Petitioner - Appellant, 3:22-cv-02058-WQH-MMP
v.
MEMORANDUM*
MARTIN GAMBOA, Warden, Avenal
State Prison; ROB BONTA, Attorney
General, State of California,
Respondents - Appellees.
Appeal from the United States District Court
for the Southern District of California
William Q. Hayes, District Judge, Presiding
Argued and Submitted September 15, 2025
Pasadena, California
Before: CLIFTON, IKUTA, and LEE, Circuit Judges.
Luke Noel Wilson appeals the district court’s denial of his 28 U.S.C. § 2254
habeas corpus petition. Wilson was convicted of one count of oral copulation of a
child ten years old or younger and three counts of lewd acts upon a child in violation
of California Penal Code § 288.7(b) and § 288(a). We have jurisdiction under 28
*
This disposition is not appropriate for publication and is not precedent
except as provided by Ninth Circuit Rule 36-3.

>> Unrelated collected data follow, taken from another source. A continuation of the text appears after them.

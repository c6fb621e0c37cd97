//! Infrastructure - configuration, metrics, and time
//!
//! This module contains infrastructure concerns:
//! - `config` - Application configuration (TOML loading, defaults)
//! - `metrics` - Lock-free pipeline metrics
//! - `clock` - Injectable wall-clock source

pub mod clock;
pub mod config;
pub mod metrics;

// Re-export commonly used types
pub use clock::{Clock, ManualClock, SystemClock};
pub use config::Config;
pub use metrics::{Metrics, MetricsSummary};
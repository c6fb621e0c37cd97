//! Order statistics over response-time samples
//!
//! All functions expect (or produce) ascending sequences. Empty inputs yield 0
//! so derived figures never become NaN.

/// Numeric sample that can take part in order statistics
pub trait Sample: Copy {
    fn as_f64(self) -> f64;
}

impl Sample for u64 {
    #[inline]
    fn as_f64(self) -> f64 {
        self as f64
    }
}

impl Sample for f64 {
    #[inline]
    fn as_f64(self) -> f64 {
        self
    }
}

/// Percentile by linear interpolation between order statistics.
///
/// `index = p/100 * (n-1)`; an integral index returns that sample, otherwise
/// the two neighbours are blended by the fractional part. `p` is clamped to
/// `[0, 100]`.
pub fn percentile<T: Sample>(sorted: &[T], p: f64) -> f64 {
    if sorted.is_empty() {
        return 0.0;
    }

    let p = p.clamp(0.0, 100.0);
    let index = (p / 100.0) * (sorted.len() - 1) as f64;
    let lower = index.floor() as usize;
    let upper = index.ceil() as usize;

    let low = sorted[lower].as_f64();
    if lower == upper {
        return low;
    }

    let high = sorted[upper.min(sorted.len() - 1)].as_f64();
    let weight = index - lower as f64;
    low * (1.0 - weight) + high * weight
}

/// Arithmetic mean, 0 for an empty slice
pub fn mean<T: Sample>(values: &[T]) -> f64 {
    if values.is_empty() {
        return 0.0;
    }
    let sum: f64 = values.iter().map(|v| v.as_f64()).sum();
    sum / values.len() as f64
}

/// Merge an unsorted batch into an already ascending sequence.
///
/// Only the batch is sorted; the two runs are then combined with a two-pointer
/// merge, so the cost is `O(m log m + n + m)` instead of re-sorting all
/// `n + m` samples. `batch` is left empty.
pub fn sort_and_merge(sorted: &mut Vec<u64>, batch: &mut Vec<u64>) {
    if batch.is_empty() {
        return;
    }
    batch.sort_unstable();

    if sorted.is_empty() {
        std::mem::swap(sorted, batch);
        return;
    }

    // Fast path: batch lies entirely after the existing run
    if let (Some(&last), Some(&first)) = (sorted.last(), batch.first()) {
        if last <= first {
            sorted.append(batch);
            return;
        }
    }

    let left = std::mem::take(sorted);
    let mut merged = Vec::with_capacity(left.len() + batch.len());
    let (mut li, mut ri) = (0, 0);
    while li < left.len() && ri < batch.len() {
        if left[li] <= batch[ri] {
            merged.push(left[li]);
            li += 1;
        } else {
            merged.push(batch[ri]);
            ri += 1;
        }
    }
    merged.extend_from_slice(&left[li..]);
    merged.extend_from_slice(&batch[ri..]);

    *sorted = merged;
    batch.clear();
}

#[cfg(test)]
mod tests {
    use super::*;

    #[test]
    fn test_percentile_empty() {
        let empty: [u64; 0] = [];
        assert_eq!(percentile(&empty, 50.0), 0.0);
        assert_eq!(mean(&empty), 0.0);
    }

    #[test]
    fn test_percentile_bounds() {
        let samples = [3u64, 7, 11, 20, 42];
        assert_eq!(percentile(&samples, 0.0), 3.0);
        assert_eq!(percentile(&samples, 100.0), 42.0);
        assert_eq!(percentile(&samples, 50.0), 11.0);
    }

    #[test]
    fn test_percentile_single_sample() {
        let samples = [17u64];
        for p in [0.0, 50.0, 90.0, 95.0, 99.0, 100.0] {
            assert_eq!(percentile(&samples, p), 17.0);
        }
    }

    #[test]
    fn test_percentile_interpolates() {
        let samples: Vec<u64> = (1..=10).map(|v| v * 10).collect();
        // index 8.1 -> 90 * 0.9 + 100 * 0.1
        assert!((percentile(&samples, 90.0) - 91.0).abs() < 1e-9);
        // index 8.55 -> 90 * 0.45 + 100 * 0.55
        assert!((percentile(&samples, 95.0) - 95.5).abs() < 1e-9);
        assert!((mean(&samples) - 55.0).abs() < 1e-9);
    }

    #[test]
    fn test_percentile_clamps_out_of_range() {
        let samples = [1.0f64, 2.0, 3.0];
        assert_eq!(percentile(&samples, -5.0), 1.0);
        assert_eq!(percentile(&samples, 250.0), 3.0);
    }

    #[test]
    fn test_sort_and_merge_interleaved() {
        let mut sorted = vec![1, 4, 9, 12];
        let mut batch = vec![10, 2, 15, 4];
        sort_and_merge(&mut sorted, &mut batch);
        assert_eq!(sorted, vec![1, 2, 4, 4, 9, 10, 12, 15]);
        assert!(batch.is_empty());
    }

    #[test]
    fn test_sort_and_merge_into_empty() {
        let mut sorted = Vec::new();
        let mut batch = vec![5, 3, 8];
        sort_and_merge(&mut sorted, &mut batch);
        assert_eq!(sorted, vec![3, 5, 8]);
        assert!(batch.is_empty());
    }

    #[test]
    fn test_sort_and_merge_appends_tail() {
        let mut sorted = vec![1, 2, 3];
        let mut batch = vec![9, 4];
        sort_and_merge(&mut sorted, &mut batch);
        assert_eq!(sorted, vec![1, 2, 3, 4, 9]);
    }

    #[test]
    fn test_sort_and_merge_matches_full_sort() {
        let mut sorted: Vec<u64> = (0..200).step_by(3).collect();
        let mut batch: Vec<u64> = (0..150).rev().step_by(7).collect();

        let mut expected: Vec<u64> = sorted.iter().chain(batch.iter()).copied().collect();
        expected.sort_unstable();

        sort_and_merge(&mut sorted, &mut batch);
        assert_eq!(sorted, expected);
    }
}
//! Wall-clock source for the recorder
//!
//! The pipeline reads "now" only through this trait so tests and replays can
//! drive bucketing deterministically.

use parking_lot::Mutex;
use std::time::{Duration, SystemTime, UNIX_EPOCH};

pub trait Clock: Send + Sync + 'static {
    fn now(&self) -> SystemTime;
}

/// Real system time
#[derive(Debug, Default, Clone, Copy)]
pub struct SystemClock;

impl Clock for SystemClock {
    #[inline]
    fn now(&self) -> SystemTime {
        SystemTime::now()
    }
}

/// Manually advanced clock
#[derive(Debug)]
pub struct ManualClock {
    now: Mutex<SystemTime>,
}

impl ManualClock {
    pub fn new(start: SystemTime) -> Self {
        Self { now: Mutex::new(start) }
    }

    /// Clock positioned at the given epoch second
    pub fn at_epoch_secs(secs: u64) -> Self {
        Self::new(UNIX_EPOCH + Duration::from_secs(secs))
    }

    pub fn advance(&self, by: Duration) {
        let mut now = self.now.lock();
        *now += by;
    }
}

impl Clock for ManualClock {
    fn now(&self) -> SystemTime {
        *self.now.lock()
    }
}

/// Whole seconds since the Unix epoch (negative before it)
#[inline]
pub fn epoch_secs(t: SystemTime) -> i64 {
    match t.duration_since(UNIX_EPOCH) {
        Ok(d) => d.as_secs() as i64,
        Err(e) => -(e.duration().as_secs_f64().ceil() as i64),
    }
}

/// Milliseconds from `start` to `now`, 0 if `start` lies in the future
#[inline]
pub fn elapsed_ms(start: SystemTime, now: SystemTime) -> u64 {
    now.duration_since(start).map(|d| d.as_millis() as u64).unwrap_or(0)
}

U.S.C. § 2253, and we affirm.
We review the district court’s denial of a petition for a writ of habeas corpus
de novo and may affirm on any ground supported by the record. Varghese v. Uribe,
736 F.3d 817, 822–23 (9th Cir. 2013). The Antiterrorism and Effective Death
Penalty Act (AEDPA) governs § 2254 habeas petitions filed after 1996. See id. at
823. Under AEDPA, we may only grant relief if the petitioner shows that “the state
court’s decision (1) ‘resulted in a decision that was contrary to, or involved an
unreasonable application of, clearly established Federal law, as determined by the
Supreme Court of the United States’ or (2) ‘resulted in a decision that was based on
an unreasonable determination of the facts in light of the evidence presented in the
State court proceeding.’” Id. (quoting 28 U.S.C. § 2254(d)).
1. Ineffective assistance of counsel (IAC) claim. Wilson’s IAC claim against
his trial counsel does not warrant federal habeas relief. To prevail on a claim for
IAC, Wilson must show that the state courts either unreasonably determined the facts
of his case or unreasonably applied Strickland v. Washington, which requires both
deficient performance by counsel and prejudice from the error. 466 U.S. 668, 687
(1984). As to prejudice, this requires showing that every fairminded jurist would
conclude there was a reasonable probability of a different outcome at trial but for the
error. See Shinn v. Kayer, 592 U.S. 111, 121 (9th Cir. 2020).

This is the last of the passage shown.